Data excerpts:
:::
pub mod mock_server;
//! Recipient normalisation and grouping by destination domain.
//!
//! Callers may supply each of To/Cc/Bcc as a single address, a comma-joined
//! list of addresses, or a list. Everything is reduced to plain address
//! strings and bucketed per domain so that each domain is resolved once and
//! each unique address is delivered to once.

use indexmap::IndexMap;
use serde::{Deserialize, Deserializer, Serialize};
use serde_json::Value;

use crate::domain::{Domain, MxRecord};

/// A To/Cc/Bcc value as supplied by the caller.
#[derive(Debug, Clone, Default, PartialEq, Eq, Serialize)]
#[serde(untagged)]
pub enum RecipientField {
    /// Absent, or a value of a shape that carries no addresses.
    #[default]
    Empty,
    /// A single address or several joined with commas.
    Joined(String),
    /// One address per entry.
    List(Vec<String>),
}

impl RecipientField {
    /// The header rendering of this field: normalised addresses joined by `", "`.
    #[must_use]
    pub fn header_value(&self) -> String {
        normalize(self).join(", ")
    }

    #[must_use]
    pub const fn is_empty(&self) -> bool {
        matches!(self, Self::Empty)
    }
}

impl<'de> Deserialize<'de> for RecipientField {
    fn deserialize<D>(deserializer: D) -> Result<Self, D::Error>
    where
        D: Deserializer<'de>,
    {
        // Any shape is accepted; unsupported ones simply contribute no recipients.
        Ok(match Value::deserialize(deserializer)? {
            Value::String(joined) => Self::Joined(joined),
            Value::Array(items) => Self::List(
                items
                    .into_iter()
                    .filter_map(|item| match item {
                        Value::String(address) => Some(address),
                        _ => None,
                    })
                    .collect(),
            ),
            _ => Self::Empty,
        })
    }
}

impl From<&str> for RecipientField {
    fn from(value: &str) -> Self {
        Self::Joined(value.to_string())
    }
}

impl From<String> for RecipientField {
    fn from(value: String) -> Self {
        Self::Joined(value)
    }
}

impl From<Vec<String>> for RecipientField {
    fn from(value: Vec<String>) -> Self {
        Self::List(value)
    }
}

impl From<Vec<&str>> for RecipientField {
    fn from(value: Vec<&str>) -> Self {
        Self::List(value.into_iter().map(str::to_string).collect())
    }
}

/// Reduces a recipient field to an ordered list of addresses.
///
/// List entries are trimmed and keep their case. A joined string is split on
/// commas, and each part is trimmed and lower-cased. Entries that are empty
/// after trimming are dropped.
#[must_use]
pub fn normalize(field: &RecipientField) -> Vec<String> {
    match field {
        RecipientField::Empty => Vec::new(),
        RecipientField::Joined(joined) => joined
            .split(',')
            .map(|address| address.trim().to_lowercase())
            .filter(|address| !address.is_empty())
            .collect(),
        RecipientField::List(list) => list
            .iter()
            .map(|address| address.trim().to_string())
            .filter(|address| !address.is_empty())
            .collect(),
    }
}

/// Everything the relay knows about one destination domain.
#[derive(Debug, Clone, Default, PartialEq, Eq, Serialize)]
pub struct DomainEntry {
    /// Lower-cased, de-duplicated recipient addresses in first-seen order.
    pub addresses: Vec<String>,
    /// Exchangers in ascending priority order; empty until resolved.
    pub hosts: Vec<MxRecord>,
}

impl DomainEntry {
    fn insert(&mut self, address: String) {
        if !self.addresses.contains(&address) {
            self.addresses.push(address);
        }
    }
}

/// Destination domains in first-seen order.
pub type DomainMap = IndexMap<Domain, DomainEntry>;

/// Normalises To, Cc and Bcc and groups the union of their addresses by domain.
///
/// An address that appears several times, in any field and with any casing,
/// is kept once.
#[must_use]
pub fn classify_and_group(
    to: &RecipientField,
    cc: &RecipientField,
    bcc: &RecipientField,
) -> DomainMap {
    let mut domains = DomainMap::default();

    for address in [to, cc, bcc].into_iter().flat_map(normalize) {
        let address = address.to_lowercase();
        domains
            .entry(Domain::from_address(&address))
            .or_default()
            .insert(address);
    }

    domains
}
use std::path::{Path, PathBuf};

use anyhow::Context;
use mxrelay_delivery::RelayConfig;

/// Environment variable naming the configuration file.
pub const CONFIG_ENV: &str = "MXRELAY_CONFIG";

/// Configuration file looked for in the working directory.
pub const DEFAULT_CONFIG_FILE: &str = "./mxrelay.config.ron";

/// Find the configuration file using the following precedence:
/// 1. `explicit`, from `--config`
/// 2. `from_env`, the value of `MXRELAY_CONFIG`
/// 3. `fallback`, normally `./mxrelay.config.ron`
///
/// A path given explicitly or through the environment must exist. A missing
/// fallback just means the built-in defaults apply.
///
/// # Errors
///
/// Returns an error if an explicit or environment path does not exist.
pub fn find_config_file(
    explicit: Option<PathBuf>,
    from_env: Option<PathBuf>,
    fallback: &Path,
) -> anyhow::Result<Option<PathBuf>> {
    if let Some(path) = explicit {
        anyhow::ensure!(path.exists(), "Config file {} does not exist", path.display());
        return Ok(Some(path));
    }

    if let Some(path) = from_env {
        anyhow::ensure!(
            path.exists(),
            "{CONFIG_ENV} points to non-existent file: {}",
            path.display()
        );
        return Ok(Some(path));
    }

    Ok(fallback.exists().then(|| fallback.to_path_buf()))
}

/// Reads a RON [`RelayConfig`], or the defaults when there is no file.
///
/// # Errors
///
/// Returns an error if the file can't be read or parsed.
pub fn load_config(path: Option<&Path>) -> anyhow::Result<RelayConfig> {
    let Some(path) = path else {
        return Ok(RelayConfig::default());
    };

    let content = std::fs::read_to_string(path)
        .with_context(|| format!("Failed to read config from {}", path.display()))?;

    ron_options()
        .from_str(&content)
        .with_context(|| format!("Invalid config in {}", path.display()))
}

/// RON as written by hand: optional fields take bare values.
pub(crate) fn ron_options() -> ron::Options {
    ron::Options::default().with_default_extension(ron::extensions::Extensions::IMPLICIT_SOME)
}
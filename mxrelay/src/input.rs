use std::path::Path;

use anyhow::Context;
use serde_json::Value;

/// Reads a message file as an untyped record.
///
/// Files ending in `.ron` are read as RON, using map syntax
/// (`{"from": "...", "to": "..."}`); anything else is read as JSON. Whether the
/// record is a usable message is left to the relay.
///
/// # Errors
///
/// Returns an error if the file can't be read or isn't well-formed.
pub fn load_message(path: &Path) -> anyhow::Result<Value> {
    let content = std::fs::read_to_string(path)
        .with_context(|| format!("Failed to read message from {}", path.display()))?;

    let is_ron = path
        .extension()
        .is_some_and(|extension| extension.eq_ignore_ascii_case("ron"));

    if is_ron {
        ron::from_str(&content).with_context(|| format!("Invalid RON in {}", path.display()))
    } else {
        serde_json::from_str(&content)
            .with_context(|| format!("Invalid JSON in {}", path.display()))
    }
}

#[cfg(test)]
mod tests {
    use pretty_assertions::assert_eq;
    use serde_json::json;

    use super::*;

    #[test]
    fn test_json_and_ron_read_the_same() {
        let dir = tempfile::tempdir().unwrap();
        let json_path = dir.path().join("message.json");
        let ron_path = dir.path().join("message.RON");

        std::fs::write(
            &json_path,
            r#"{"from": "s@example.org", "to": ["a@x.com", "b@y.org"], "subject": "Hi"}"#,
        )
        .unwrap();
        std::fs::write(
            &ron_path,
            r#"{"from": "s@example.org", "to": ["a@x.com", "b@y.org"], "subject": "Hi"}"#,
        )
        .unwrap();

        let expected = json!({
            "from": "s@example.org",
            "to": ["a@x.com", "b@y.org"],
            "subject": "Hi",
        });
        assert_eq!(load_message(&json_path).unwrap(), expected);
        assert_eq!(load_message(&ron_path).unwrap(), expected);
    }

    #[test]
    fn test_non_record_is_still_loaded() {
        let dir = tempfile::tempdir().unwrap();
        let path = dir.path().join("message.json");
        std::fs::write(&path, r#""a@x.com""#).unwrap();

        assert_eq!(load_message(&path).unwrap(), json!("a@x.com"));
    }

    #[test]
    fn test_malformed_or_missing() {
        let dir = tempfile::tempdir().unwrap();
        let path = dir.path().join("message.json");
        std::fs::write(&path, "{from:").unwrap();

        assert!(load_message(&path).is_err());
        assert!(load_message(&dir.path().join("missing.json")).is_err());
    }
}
:::
What the exercise asks: Only the lines above that hold "addresses" are wanted. Show every one of them.

Finished task:
//! list of addresses, or a list. Everything is reduced to plain address
    /// Absent, or a value of a shape that carries no addresses.
    /// The header rendering of this field: normalised addresses joined by `", "`.
/// Reduces a recipient field to an ordered list of addresses.
    /// Lower-cased, de-duplicated recipient addresses in first-seen order.
    pub addresses: Vec<String>,
        if !self.addresses.contains(&address) {
            self.addresses.push(address);
/// Normalises To, Cc and Bcc and groups the union of their addresses by domain.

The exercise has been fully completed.